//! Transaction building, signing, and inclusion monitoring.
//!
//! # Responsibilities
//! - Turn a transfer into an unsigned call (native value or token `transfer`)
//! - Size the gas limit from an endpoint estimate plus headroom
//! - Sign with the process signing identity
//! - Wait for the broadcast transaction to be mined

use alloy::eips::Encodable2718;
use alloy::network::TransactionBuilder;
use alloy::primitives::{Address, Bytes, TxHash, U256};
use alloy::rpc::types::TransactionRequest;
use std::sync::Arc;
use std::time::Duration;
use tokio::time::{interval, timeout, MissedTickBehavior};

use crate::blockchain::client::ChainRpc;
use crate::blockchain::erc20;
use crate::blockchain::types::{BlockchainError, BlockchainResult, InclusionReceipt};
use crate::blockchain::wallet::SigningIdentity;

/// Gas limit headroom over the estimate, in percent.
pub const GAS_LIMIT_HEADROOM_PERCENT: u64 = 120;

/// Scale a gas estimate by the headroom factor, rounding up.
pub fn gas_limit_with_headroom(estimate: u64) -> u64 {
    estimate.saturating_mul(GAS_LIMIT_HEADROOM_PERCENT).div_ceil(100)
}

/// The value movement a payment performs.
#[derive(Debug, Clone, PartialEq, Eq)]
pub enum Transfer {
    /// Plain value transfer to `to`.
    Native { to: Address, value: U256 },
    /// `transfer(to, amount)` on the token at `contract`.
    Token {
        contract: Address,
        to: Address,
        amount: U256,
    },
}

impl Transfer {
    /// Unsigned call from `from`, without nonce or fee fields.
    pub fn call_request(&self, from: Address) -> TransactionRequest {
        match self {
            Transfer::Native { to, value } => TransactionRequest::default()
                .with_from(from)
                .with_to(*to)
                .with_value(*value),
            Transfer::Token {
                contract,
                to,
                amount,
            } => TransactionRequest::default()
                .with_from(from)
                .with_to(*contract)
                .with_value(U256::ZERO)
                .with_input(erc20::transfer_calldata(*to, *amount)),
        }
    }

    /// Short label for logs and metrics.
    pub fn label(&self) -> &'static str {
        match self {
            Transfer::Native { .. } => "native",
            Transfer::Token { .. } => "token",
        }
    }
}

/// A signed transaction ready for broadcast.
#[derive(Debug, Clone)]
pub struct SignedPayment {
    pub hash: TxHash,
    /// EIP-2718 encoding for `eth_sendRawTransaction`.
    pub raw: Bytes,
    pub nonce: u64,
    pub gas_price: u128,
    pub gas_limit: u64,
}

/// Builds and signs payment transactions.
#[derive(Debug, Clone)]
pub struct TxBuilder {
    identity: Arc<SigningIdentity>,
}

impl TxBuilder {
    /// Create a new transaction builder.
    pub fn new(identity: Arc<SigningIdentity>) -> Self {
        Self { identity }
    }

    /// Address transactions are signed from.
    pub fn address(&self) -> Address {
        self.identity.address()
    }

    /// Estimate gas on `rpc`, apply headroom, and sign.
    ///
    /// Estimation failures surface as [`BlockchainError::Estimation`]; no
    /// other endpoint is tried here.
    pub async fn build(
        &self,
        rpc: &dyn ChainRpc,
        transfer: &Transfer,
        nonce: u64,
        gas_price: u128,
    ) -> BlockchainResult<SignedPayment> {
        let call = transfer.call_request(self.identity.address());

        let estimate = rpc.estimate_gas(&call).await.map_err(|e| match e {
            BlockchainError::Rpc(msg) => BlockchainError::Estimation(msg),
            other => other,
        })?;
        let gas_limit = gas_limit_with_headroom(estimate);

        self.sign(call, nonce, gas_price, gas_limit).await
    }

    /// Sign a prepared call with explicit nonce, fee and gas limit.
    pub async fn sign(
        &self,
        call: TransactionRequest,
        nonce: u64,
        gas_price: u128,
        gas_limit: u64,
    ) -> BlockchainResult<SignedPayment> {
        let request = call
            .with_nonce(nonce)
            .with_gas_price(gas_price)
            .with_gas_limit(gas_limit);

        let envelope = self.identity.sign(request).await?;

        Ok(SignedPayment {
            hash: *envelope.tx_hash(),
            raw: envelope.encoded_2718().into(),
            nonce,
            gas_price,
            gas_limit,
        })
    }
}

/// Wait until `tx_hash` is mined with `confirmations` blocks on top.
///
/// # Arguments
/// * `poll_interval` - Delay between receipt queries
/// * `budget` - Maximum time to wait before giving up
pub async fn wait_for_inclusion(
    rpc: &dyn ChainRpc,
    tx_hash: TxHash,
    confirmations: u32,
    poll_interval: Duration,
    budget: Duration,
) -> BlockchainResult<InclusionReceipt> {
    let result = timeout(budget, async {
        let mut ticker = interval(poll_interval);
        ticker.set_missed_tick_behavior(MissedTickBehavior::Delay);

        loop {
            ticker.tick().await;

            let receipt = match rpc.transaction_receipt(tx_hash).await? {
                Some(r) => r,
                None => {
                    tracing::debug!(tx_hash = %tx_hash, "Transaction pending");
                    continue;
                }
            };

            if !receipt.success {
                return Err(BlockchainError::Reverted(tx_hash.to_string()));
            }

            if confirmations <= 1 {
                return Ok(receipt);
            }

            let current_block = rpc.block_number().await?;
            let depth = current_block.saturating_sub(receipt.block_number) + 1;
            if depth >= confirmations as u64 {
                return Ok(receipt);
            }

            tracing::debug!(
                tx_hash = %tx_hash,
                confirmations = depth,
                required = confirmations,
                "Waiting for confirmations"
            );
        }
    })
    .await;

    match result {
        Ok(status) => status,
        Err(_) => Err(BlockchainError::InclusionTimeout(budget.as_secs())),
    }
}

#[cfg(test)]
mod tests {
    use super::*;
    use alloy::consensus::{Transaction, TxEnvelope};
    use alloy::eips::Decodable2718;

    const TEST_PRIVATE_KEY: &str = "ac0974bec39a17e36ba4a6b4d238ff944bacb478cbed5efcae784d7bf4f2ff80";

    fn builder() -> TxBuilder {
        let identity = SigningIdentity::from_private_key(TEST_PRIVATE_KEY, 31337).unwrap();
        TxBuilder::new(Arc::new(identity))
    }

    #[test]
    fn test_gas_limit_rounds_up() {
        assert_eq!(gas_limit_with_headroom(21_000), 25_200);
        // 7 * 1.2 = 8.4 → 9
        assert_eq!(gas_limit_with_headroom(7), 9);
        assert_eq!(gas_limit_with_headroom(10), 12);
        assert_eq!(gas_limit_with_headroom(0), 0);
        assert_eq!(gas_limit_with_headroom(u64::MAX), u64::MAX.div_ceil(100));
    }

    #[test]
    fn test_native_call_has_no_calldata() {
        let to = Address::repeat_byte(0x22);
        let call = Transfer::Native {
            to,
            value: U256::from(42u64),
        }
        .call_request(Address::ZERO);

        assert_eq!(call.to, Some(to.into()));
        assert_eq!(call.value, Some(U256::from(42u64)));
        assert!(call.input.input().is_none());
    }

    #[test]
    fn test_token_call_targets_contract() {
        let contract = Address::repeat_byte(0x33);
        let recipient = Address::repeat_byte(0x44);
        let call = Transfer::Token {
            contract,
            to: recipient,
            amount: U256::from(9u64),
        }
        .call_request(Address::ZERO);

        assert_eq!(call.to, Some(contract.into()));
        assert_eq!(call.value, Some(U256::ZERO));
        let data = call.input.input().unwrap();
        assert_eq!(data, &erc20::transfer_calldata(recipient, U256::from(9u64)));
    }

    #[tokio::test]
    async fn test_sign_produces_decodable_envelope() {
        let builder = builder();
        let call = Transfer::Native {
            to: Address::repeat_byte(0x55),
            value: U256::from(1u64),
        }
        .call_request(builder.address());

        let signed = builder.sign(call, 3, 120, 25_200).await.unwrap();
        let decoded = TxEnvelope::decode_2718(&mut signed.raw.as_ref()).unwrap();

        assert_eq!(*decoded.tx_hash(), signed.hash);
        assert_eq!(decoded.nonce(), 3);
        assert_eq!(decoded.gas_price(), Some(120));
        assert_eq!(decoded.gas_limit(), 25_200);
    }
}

▶ **EXERCISE**: Exactly the lines running from the top of the records to the line that contains "process signing identity", inclusive, must be set down, and nothing more.

▶ **YOUR SOLUTION**:
//! Transaction building, signing, and inclusion monitoring.
//!
//! # Responsibilities
//! - Turn a transfer into an unsigned call (native value or token `transfer`)
//! - Size the gas limit from an endpoint estimate plus headroom
//! - Sign with the process signing identity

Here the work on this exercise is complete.